Scalia took aim at Souter’s attempt to root his objections in the possibility that innocent convicts are plentiful. He accused Souter and the others of irresponsibly fanning worldwide criticism of capital punishment in America.
“There exists in some parts of the world sanctimonious criticism of America’s death penalty as somehow unworthy of a civilized society,” Scalia wrote. Because Souter’s opinion would no doubt be trumpeted by those critics, Scalia said, he was moved to respond. Souter’s opinion, he wrote, has “nothing substantial to support it.”
Scalia said there’s never been a case where it’s clear that an innocent person was executed. He punched holes in several often-cited studies of innocence problems, accusing Souter and the other dissenting justices of accepting “anybody’s say-so.”

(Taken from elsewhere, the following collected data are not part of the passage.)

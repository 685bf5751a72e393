mod common;

use common::{NoteScheme, PersonScheme, PostScheme, SlowBackend, UserScheme, create_person};
use docmodel::{memory::InMemoryStore, prelude::*};
use std::time::Duration;

#[tokio::test]
async fn create_find_update_delete() {
    let people = Model::<PersonScheme, _>::new(InMemoryStore::new());

    let alice = create_person(&people, "Alice").await;
    assert_eq!(alice.name, "Alice");
    assert_ne!(alice.id, ObjectId::default());

    let found = people.find(alice.id).one().await.unwrap();
    assert_eq!(found, alice);

    let bob = people
        .update(alice.id, doc! { "name": "Bob" })
        .await
        .unwrap();
    assert_eq!(bob.id, alice.id);
    assert_eq!(bob.name, "Bob");

    assert!(people.delete(alice.id).await.unwrap());
    assert!(
        people
            .find(alice.id)
            .one()
            .await
            .unwrap_err()
            .is_not_found()
    );
    assert!(people.find_all().all().await.unwrap().is_empty());
}

#[tokio::test]
async fn created_identifiers_are_unique() {
    let people = Model::<PersonScheme, _>::new(InMemoryStore::new());

    let first = create_person(&people, "Alice").await;
    let second = create_person(&people, "Alice").await;

    assert_ne!(first.id, second.id);
    assert_eq!(people.find(doc! { "name": "Alice" }).all().await.unwrap().len(), 2);
}

#[tokio::test]
async fn create_replaces_caller_supplied_identifier() {
    let people = Model::<PersonScheme, _>::new(InMemoryStore::new());
    let supplied = ObjectId::new();

    let created = people
        .create_fields(doc! { "_id": supplied, "name": "Alice" })
        .await
        .unwrap();

    assert_ne!(created.id, supplied);
}

#[tokio::test]
async fn create_from_record_assigns_identifier() {
    let users = Model::<UserScheme, _>::new(InMemoryStore::new());

    let created = users
        .create_record(UserScheme {
            name: "Alice".into(),
            password: "s3cret".into(),
            ..UserScheme::default()
        })
        .await
        .unwrap();

    assert_ne!(created.id, ObjectId::default());
    assert_eq!(created.password, "s3cret");
    assert_eq!(users.find(created.id).one().await.unwrap(), created);
}

#[tokio::test]
async fn update_is_idempotent() {
    let people = Model::<PersonScheme, _>::new(InMemoryStore::new());
    let alice = create_person(&people, "Alice").await;

    let once = people.update(alice.id, doc! { "name": "Bob" }).await.unwrap();
    let twice = people.update(alice.id, doc! { "name": "Bob" }).await.unwrap();

    assert_eq!(once, twice);
    assert_eq!(people.find_all().all().await.unwrap(), vec![twice]);
}

#[tokio::test]
async fn update_modifies_first_match_only() {
    let people = Model::<PersonScheme, _>::new(InMemoryStore::new());
    let first = create_person(&people, "Alice").await;
    create_person(&people, "Alice").await;

    let updated = people
        .update(doc! { "name": "Alice" }, doc! { "name": "Carol" })
        .await
        .unwrap();

    assert_eq!(updated.id, first.id);
    assert_eq!(people.find(doc! { "name": "Alice" }).all().await.unwrap().len(), 1);
}

#[tokio::test]
async fn invalid_payloads_are_rejected() {
    let people = Model::<PersonScheme, _>::new(InMemoryStore::new());
    let notes = Model::<NoteScheme, _>::new(InMemoryStore::new());
    let alice = create_person(&people, "Alice").await;

    assert!(matches!(
        people.create(Payload::Empty).await,
        Err(DocumentStoreError::Validation(_))
    ));
    assert!(matches!(
        people.create(Payload::from(None::<Document>)).await,
        Err(DocumentStoreError::Validation(_))
    ));
    assert!(matches!(
        notes.create_record(NoteScheme { text: "hi".into() }).await,
        Err(DocumentStoreError::Validation(_))
    ));
    assert!(matches!(
        people.update(alice.id, doc! {}).await,
        Err(DocumentStoreError::Validation(_))
    ));
    assert!(matches!(
        people.update(alice.id, doc! { "_id": ObjectId::new() }).await,
        Err(DocumentStoreError::Validation(_))
    ));
    assert_eq!(people.find(alice.id).one().await.unwrap(), alice);
}

#[tokio::test]
async fn update_without_match_is_not_found() {
    let people = Model::<PersonScheme, _>::new(InMemoryStore::new());

    let result = people.update(ObjectId::new(), doc! { "name": "Bob" }).await;

    assert!(result.unwrap_err().is_not_found());
}

#[tokio::test]
async fn delete_without_match_succeeds() {
    let people = Model::<PersonScheme, _>::new(InMemoryStore::new());
    create_person(&people, "Alice").await;

    assert!(people.delete(ObjectId::new()).await.unwrap());
    assert_eq!(people.delete_count(doc! { "name": "Bob" }).await.unwrap(), 0);
    assert_eq!(people.delete_count(Selector::All).await.unwrap(), 1);
}

#[tokio::test]
async fn delete_accepts_every_selector_shape() {
    let people = Model::<PersonScheme, _>::new(InMemoryStore::new());
    let a = create_person(&people, "A").await;
    let b = create_person(&people, "B").await;
    let c = create_person(&people, "C").await;

    assert_eq!(people.delete_count(a.id.to_hex()).await.unwrap(), 1);
    assert_eq!(people.delete_count(vec![b.id, c.id]).await.unwrap(), 2);
    assert!(people.find_all().all().await.unwrap().is_empty());
}

#[tokio::test]
async fn collection_name_can_be_overridden() {
    let store = InMemoryStore::new();
    let people = Model::<PersonScheme, _>::builder(store.clone())
        .collection("People")
        .build();

    create_person_in(&people).await;

    assert_eq!(people.collection(), "People");
    assert_eq!(store.count("People").await, 1);
    assert_eq!(store.count("Persons").await, 0);
}

async fn create_person_in(model: &Model<PersonScheme, InMemoryStore>) {
    model.create_fields(doc! { "name": "Alice" }).await.unwrap();
}

#[test]
fn default_collection_follows_scheme_name() {
    let users = Model::<UserScheme, _>::new(InMemoryStore::new());

    assert_eq!(users.collection(), "Users");
    assert_eq!(UserScheme::collection_name(), "Users");
    assert_eq!(PersonScheme::scheme_name(), "PersonScheme");
}

#[tokio::test]
async fn slow_store_calls_time_out() {
    let backend = SlowBackend {
        inner: InMemoryStore::new(),
        delay: Duration::from_millis(200),
    };
    let people = Model::<PersonScheme, _>::builder(backend)
        .timeout(Duration::from_millis(10))
        .build();

    assert!(matches!(
        people.find_all().all().await,
        Err(DocumentStoreError::Timeout(_, _))
    ));
    assert!(matches!(
        people.create_fields(doc! { "name": "Alice" }).await,
        Err(DocumentStoreError::Timeout(_, _))
    ));
}

#[tokio::test]
async fn models_share_a_backend_by_reference() {
    let store = InMemoryStore::new();
    let writer = Model::<PersonScheme, _>::new(&store);
    let reader = Model::<PersonScheme, _>::new(&store);

    let alice = writer.create_fields(doc! { "name": "Alice" }).await.unwrap();

    assert_eq!(reader.find(alice.id).one().await.unwrap(), alice);
}

#[tokio::test]
async fn resolved_references_are_stored_as_identifiers() {
    let store = InMemoryStore::new();
    let users = Model::<UserScheme, _>::new(store.clone());
    let posts = Model::<PostScheme, _>::new(store);

    let alice = users
        .create_fields(doc! { "name": "Alice", "password": "s3cret" })
        .await
        .unwrap();
    let mut post = posts
        .create_fields(doc! { "title": "one", "author": alice.id })
        .await
        .unwrap();
    posts.expand([&mut post], "writer").await;
    assert!(post.author.is_resolved());

    let copy = posts.create_record(post.clone()).await.unwrap();
    let stored = posts.find(copy.id).documents().await.unwrap();

    assert_eq!(stored[0].get("author"), Some(&Bson::ObjectId(alice.id)));
    assert!(!copy.author.is_resolved());
    assert_eq!(copy.author.id(), Some(alice.id));
}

Souter’s opinion, Scalia wrote, “merely parrots articles or reports that support its attack on the American criminal justice system.”
It’s not the court’s business to “impugn” jury verdicts that result in death sentences, much less to “frustrate” them by “imposing judicially invented obstacles,” Scalia maintained.
Scalia’s concurrence wasn’t joined by other justices, but its tone was quickly echoed by interest groups that have opposed court rulings restricting capital punishment.
The Criminal Justice Legal Foundation, a prominent victims’ advocacy group, said through its legal director, Kent Scheidegger, that the ruling showed a court majority was “not inclined to invent new procedural restrictions on the death penalty.” Scheidegger said the court would probably continue to enforce restrictions already imposed.